> **What is being asked**
Check the material that follows for the word "describe" and say how many lines contain it, with no other words.

> **Information given**
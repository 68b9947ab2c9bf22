// FormatSelector - format listing and yt-dlp format selection
//
// Converts the raw format list from `yt-dlp --dump-json` into client-friendly
// descriptors and turns a (mode, quality, format id) request into the
// `-f` selector plus post-processing arguments.

use std::cmp::Ordering;
use std::collections::BTreeSet;

use serde::Deserialize;

use super::models::{DownloadMode, FormatDescriptor, FormatsListing, Quality};

/// Audio bitrate used when an audio-only request names none
pub const DEFAULT_AUDIO_BITRATE: u32 = 192;

/// One entry of the `formats` array in yt-dlp's JSON
#[derive(Debug, Clone, Default, Deserialize)]
pub struct RawFormat {
    #[serde(default)]
    pub format_id: String,
    #[serde(default)]
    pub ext: String,
    pub height: Option<u32>,
    pub fps: Option<f32>,
    /// Video codec (avc1, vp9, av01, none)
    pub vcodec: Option<String>,
    /// Audio codec (mp4a, opus, none)
    pub acodec: Option<String>,
    pub filesize: Option<f64>,
    pub filesize_approx: Option<f64>,
    /// Audio bitrate in kbps
    pub abr: Option<f32>,
    pub format_note: Option<String>,
}

impl RawFormat {
    /// Get effective file size (exact or approximate)
    pub fn effective_size(&self) -> Option<u64> {
        self.filesize
            .or(self.filesize_approx)
            .filter(|s| s.is_finite() && *s > 0.0)
            .map(|s| s as u64)
    }

    pub fn has_video(&self) -> bool {
        codec_present(self.vcodec.as_deref()) && self.height.unwrap_or(0) > 0
    }

    pub fn has_audio(&self) -> bool {
        codec_present(self.acodec.as_deref())
    }

    pub fn is_h264(&self) -> bool {
        self.vcodec
            .as_ref()
            .map_or(false, |v| v.starts_with("avc1"))
    }

    fn codec_label(&self) -> Option<String> {
        let vcodec = self.vcodec.as_deref()?;
        if self.is_h264() {
            Some("H.264".to_string())
        } else if vcodec.starts_with("vp9") || vcodec.starts_with("vp09") {
            Some("VP9".to_string())
        } else if vcodec.starts_with("av01") {
            Some("AV1".to_string())
        } else {
            vcodec.split('.').next().map(str::to_string)
        }
    }
}

fn codec_present(codec: Option<&str>) -> bool {
    codec.map_or(false, |c| !c.is_empty() && c != "none")
}

/// The parts of yt-dlp's info JSON the listing needs
#[derive(Debug, Clone, Default, Deserialize)]
pub struct RawVideoInfo {
    #[serde(default)]
    pub title: String,
    pub thumbnail: Option<String>,
    pub duration: Option<f64>,
    #[serde(default)]
    pub formats: Vec<RawFormat>,
}

/// Format selector with smart quality detection
pub struct FormatSelector;

impl FormatSelector {
    /// Build the listing: one descriptor per height, highest first.
    ///
    /// Among formats of equal height the one that already carries audio wins,
    /// then the larger file.
    pub fn build_listing(info: RawVideoInfo) -> FormatsListing {
        let mut videos: Vec<&RawFormat> = info.formats.iter().filter(|f| f.has_video()).collect();
        videos.sort_by(|a, b| Self::compare_candidates(b, a));

        let mut seen = BTreeSet::new();
        let formats: Vec<FormatDescriptor> = videos
            .into_iter()
            .filter(|f| seen.insert(f.height.unwrap_or(0)))
            .map(Self::describe)
            .collect();

        let video_formats = formats.iter().map(|f| f.quality.clone()).collect();

        let bitrates: BTreeSet<u32> = info
            .formats
            .iter()
            .filter(|f| f.has_audio() && !f.has_video())
            .filter_map(|f| f.abr)
            .filter(|abr| abr.is_finite() && *abr > 0.0)
            .map(|abr| abr.round() as u32)
            .collect();
        let audio_formats = bitrates
            .into_iter()
            .rev()
            .map(|b| format!("{}kbps", b))
            .collect();

        FormatsListing {
            title: info.title,
            thumbnail: info.thumbnail,
            duration: info.duration,
            formats,
            video_formats,
            audio_formats,
        }
    }

    /// Height, then has-audio, then size
    fn compare_candidates(a: &RawFormat, b: &RawFormat) -> Ordering {
        a.height
            .unwrap_or(0)
            .cmp(&b.height.unwrap_or(0))
            .then_with(|| a.has_audio().cmp(&b.has_audio()))
            .then_with(|| a.effective_size().unwrap_or(0).cmp(&b.effective_size().unwrap_or(0)))
    }

    fn describe(format: &RawFormat) -> FormatDescriptor {
        let height = format.height.unwrap_or(0);
        let size = format.effective_size();

        let mut note_parts = Vec::new();
        if let Some(note) = format.format_note.as_deref().filter(|n| !n.is_empty()) {
            note_parts.push(note.to_string());
        }
        if let Some(codec) = format.codec_label() {
            note_parts.push(codec);
        }
        if !format.has_audio() {
            note_parts.push("video only".to_string());
        }
        if let Some(size) = Self::format_size(size) {
            note_parts.push(size);
        }

        FormatDescriptor {
            id: format.format_id.clone(),
            ext: format.ext.clone(),
            quality: format!("{}p", height),
            height,
            fps: format.fps,
            note: note_parts.join(", "),
            filesize: size,
            has_audio: format.has_audio(),
        }
    }

    /// Format file size for display
    pub fn format_size(bytes: Option<u64>) -> Option<String> {
        bytes.filter(|b| *b > 0).map(|b| {
            let mb = b as f64 / 1_048_576.0;
            if mb >= 1024.0 {
                format!("{:.1} GB", mb / 1024.0)
            } else {
                format!("{:.0} MB", mb)
            }
        })
    }

    /// yt-dlp `-f` selector for a request
    pub fn format_spec(mode: DownloadMode, quality: Quality, format_id: Option<&str>) -> String {
        if let Some(id) = format_id {
            match mode {
                DownloadMode::VideoAudio => return format!("{}+bestaudio/best", id),
                DownloadMode::VideoOnly => return id.to_string(),
                DownloadMode::AudioOnly => {}
            }
        }

        match (mode, quality.height()) {
            (DownloadMode::VideoAudio, Some(h)) => {
                format!("bestvideo[height<={h}]+bestaudio/best[height<={h}]")
            }
            (DownloadMode::VideoAudio, None) => "bestvideo+bestaudio/best".to_string(),
            (DownloadMode::VideoOnly, Some(h)) => format!("bestvideo[height<={h}]/best[height<={h}]"),
            (DownloadMode::VideoOnly, None) => "bestvideo/best".to_string(),
            (DownloadMode::AudioOnly, _) => "bestaudio/best".to_string(),
        }
    }

    /// Merge or extraction arguments that go with the selector
    pub fn postprocess_args(mode: DownloadMode, quality: Quality) -> Vec<String> {
        match mode {
            DownloadMode::VideoAudio => vec!["--merge-output-format".to_string(), "mp4".to_string()],
            DownloadMode::VideoOnly => Vec::new(),
            DownloadMode::AudioOnly => {
                let bitrate = quality.bitrate().unwrap_or(DEFAULT_AUDIO_BITRATE);
                vec![
                    "-x".to_string(),
                    "--audio-format".to_string(),
                    "mp3".to_string(),
                    "--audio-quality".to_string(),
                    format!("{}K", bitrate),
                ]
            }
        }
    }
}

#[cfg(test)]
mod tests {
    use super::*;

    fn video(id: &str, height: u32, acodec: &str, size: f64) -> RawFormat {
        RawFormat {
            format_id: id.to_string(),
            ext: "mp4".to_string(),
            height: Some(height),
            fps: Some(30.0),
            vcodec: Some("avc1.4d401f".to_string()),
            acodec: Some(acodec.to_string()),
            filesize: Some(size),
            ..Default::default()
        }
    }

    fn audio(id: &str, abr: f32) -> RawFormat {
        RawFormat {
            format_id: id.to_string(),
            ext: "m4a".to_string(),
            vcodec: Some("none".to_string()),
            acodec: Some("mp4a.40.2".to_string()),
            abr: Some(abr),
            filesize_approx: Some(3_000_000.0),
            ..Default::default()
        }
    }

    #[test]
    fn test_listing_dedups_by_height_highest_first() {
        let info = RawVideoInfo {
            title: "Clip".to_string(),
            formats: vec![
                video("134", 360, "none", 5_000_000.0),
                video("18", 360, "mp4a.40.2", 4_000_000.0),
                video("137", 1080, "none", 90_000_000.0),
                video("136", 720, "none", 40_000_000.0),
                video("298", 720, "none", 55_000_000.0),
                audio("140", 129.5),
                audio("251", 160.0),
                audio("139", 48.0),
            ],
            ..Default::default()
        };

        let listing = FormatSelector::build_listing(info);
        let ids: Vec<&str> = listing.formats.iter().map(|f| f.id.as_str()).collect();
        assert_eq!(ids, vec!["137", "298", "18"]);
        assert_eq!(listing.video_formats, vec!["1080p", "720p", "360p"]);
        assert_eq!(listing.audio_formats, vec!["160kbps", "130kbps", "48kbps"]);
        assert!(listing.formats[2].has_audio);
        assert!(listing.formats[0].note.contains("video only"));
    }

    #[test]
    fn test_listing_skips_storyboards() {
        let storyboard = RawFormat {
            format_id: "sb0".to_string(),
            ext: "mhtml".to_string(),
            height: Some(90),
            vcodec: Some("none".to_string()),
            acodec: Some("none".to_string()),
            ..Default::default()
        };
        let listing = FormatSelector::build_listing(RawVideoInfo {
            formats: vec![storyboard],
            ..Default::default()
        });
        assert!(listing.formats.is_empty());
        assert!(listing.audio_formats.is_empty());
    }

    #[test]
    fn test_raw_info_from_json() {
        let json = r#"{
            "title": "T",
            "duration": 212.0,
            "formats": [
                {"format_id": "22", "ext": "mp4", "height": 720, "vcodec": "avc1", "acodec": "mp4a", "filesize_approx": 1234.0},
                {"format_id": "sb", "ext": "mhtml", "height": null, "vcodec": "none", "acodec": "none"}
            ]
        }"#;
        let info: RawVideoInfo = serde_json::from_str(json).unwrap();
        assert_eq!(info.formats.len(), 2);
        assert_eq!(info.formats[0].effective_size(), Some(1234));
        assert!(!info.formats[1].has_video());
    }

    #[test]
    fn test_format_spec_table() {
        use DownloadMode::*;
        assert_eq!(
            FormatSelector::format_spec(VideoAudio, Quality::Height(720), None),
            "bestvideo[height<=720]+bestaudio/best[height<=720]"
        );
        assert_eq!(
            FormatSelector::format_spec(VideoAudio, Quality::Best, None),
            "bestvideo+bestaudio/best"
        );
        assert_eq!(
            FormatSelector::format_spec(VideoOnly, Quality::Height(480), None),
            "bestvideo[height<=480]/best[height<=480]"
        );
        assert_eq!(FormatSelector::format_spec(VideoOnly, Quality::Best, None), "bestvideo/best");
        assert_eq!(
            FormatSelector::format_spec(AudioOnly, Quality::Height(1080), None),
            "bestaudio/best"
        );
        assert_eq!(
            FormatSelector::format_spec(VideoAudio, Quality::Best, Some("137")),
            "137+bestaudio/best"
        );
        assert_eq!(FormatSelector::format_spec(VideoOnly, Quality::Best, Some("137")), "137");
        assert_eq!(
            FormatSelector::format_spec(AudioOnly, Quality::Best, Some("137")),
            "bestaudio/best"
        );
    }

    #[test]
    fn test_postprocess_args() {
        assert_eq!(
            FormatSelector::postprocess_args(DownloadMode::AudioOnly, Quality::Best),
            vec!["-x", "--audio-format", "mp3", "--audio-quality", "192K"]
        );
        assert_eq!(
            FormatSelector::postprocess_args(DownloadMode::AudioOnly, Quality::Bitrate(128))[4],
            "128K"
        );
        assert_eq!(
            FormatSelector::postprocess_args(DownloadMode::VideoAudio, Quality::Best),
            vec!["--merge-output-format", "mp4"]
        );
        assert!(FormatSelector::postprocess_args(DownloadMode::VideoOnly, Quality::Best).is_empty());
    }

    #[test]
    fn test_format_size() {
        assert_eq!(FormatSelector::format_size(Some(150 * 1_048_576)), Some("150 MB".to_string()));
        assert_eq!(
            FormatSelector::format_size(Some(2 * 1024 * 1_048_576)),
            Some("2.0 GB".to_string())
        );
        assert_eq!(FormatSelector::format_size(Some(0)), None);
    }
}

> **Finished task**
2